Return every line of the data below that includes the string "cast".

** Opening Data section block **

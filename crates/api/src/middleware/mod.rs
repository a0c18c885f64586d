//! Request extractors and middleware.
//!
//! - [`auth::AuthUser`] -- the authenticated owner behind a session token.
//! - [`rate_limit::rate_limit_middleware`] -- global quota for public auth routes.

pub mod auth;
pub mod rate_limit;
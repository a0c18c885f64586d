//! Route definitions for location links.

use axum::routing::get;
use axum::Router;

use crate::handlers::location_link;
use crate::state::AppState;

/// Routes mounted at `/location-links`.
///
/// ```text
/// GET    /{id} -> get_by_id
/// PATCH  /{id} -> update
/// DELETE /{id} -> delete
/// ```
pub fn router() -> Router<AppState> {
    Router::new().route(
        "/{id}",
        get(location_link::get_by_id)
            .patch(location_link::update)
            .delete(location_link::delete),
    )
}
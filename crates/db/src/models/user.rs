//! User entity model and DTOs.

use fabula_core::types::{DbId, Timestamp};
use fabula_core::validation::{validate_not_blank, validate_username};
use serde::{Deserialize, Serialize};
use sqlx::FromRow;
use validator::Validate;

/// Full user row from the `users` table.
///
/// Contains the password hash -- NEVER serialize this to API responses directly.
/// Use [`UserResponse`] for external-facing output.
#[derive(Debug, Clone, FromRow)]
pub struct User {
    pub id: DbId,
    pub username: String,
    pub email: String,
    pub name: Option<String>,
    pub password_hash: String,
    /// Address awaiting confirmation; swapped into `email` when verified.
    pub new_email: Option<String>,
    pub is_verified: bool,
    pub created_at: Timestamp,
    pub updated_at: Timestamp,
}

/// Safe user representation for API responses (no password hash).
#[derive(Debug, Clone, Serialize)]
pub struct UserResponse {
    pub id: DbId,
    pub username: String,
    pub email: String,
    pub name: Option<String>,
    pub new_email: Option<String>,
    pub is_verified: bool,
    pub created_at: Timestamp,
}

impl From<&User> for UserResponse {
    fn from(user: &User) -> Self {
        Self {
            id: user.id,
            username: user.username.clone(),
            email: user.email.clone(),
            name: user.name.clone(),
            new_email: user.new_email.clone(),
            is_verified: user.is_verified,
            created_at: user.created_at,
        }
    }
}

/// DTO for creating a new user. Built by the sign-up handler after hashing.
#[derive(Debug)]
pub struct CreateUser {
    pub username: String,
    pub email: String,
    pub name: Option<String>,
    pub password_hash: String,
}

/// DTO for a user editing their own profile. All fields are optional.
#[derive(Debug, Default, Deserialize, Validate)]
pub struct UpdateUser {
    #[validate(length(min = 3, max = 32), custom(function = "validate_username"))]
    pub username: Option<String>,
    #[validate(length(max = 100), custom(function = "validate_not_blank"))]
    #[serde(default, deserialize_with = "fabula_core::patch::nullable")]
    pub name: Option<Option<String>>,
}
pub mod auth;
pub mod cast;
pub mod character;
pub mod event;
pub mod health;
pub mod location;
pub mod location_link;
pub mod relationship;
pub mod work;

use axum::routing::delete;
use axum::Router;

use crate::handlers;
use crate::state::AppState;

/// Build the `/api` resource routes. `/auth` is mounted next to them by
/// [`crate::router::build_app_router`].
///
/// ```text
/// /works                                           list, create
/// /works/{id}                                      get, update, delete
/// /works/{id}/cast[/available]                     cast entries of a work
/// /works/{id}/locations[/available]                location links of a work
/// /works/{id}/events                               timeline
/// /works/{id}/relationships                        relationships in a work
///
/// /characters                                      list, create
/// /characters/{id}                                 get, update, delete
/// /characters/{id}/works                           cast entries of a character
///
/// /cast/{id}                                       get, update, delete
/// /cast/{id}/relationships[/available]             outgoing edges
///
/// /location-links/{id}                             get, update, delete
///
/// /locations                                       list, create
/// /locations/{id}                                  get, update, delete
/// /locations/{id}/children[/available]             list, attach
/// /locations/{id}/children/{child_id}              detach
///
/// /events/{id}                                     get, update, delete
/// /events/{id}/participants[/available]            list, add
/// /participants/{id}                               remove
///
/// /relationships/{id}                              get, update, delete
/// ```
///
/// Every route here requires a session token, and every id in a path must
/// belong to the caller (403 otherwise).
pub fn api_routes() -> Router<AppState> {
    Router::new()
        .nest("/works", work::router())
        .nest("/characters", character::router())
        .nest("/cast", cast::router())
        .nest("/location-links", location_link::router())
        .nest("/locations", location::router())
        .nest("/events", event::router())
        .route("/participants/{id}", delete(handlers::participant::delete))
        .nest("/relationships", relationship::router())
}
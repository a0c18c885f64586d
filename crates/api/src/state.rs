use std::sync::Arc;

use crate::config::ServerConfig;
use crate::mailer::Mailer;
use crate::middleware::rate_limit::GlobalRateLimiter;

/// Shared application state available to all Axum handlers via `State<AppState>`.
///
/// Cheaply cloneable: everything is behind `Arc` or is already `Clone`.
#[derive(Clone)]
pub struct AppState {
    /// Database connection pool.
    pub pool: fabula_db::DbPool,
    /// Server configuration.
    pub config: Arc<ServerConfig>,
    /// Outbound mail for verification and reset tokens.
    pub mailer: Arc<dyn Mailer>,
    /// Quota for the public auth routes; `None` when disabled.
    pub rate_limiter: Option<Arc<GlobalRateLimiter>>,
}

** Closing Data section block **

* _Answer for the task_:
pub mod cast;
/// /works/{id}/cast[/available]                     cast entries of a work
/// /characters/{id}/works                           cast entries of a character
/// /cast/{id}                                       get, update, delete
/// /cast/{id}/relationships[/available]             outgoing edges
        .nest("/cast", cast::router())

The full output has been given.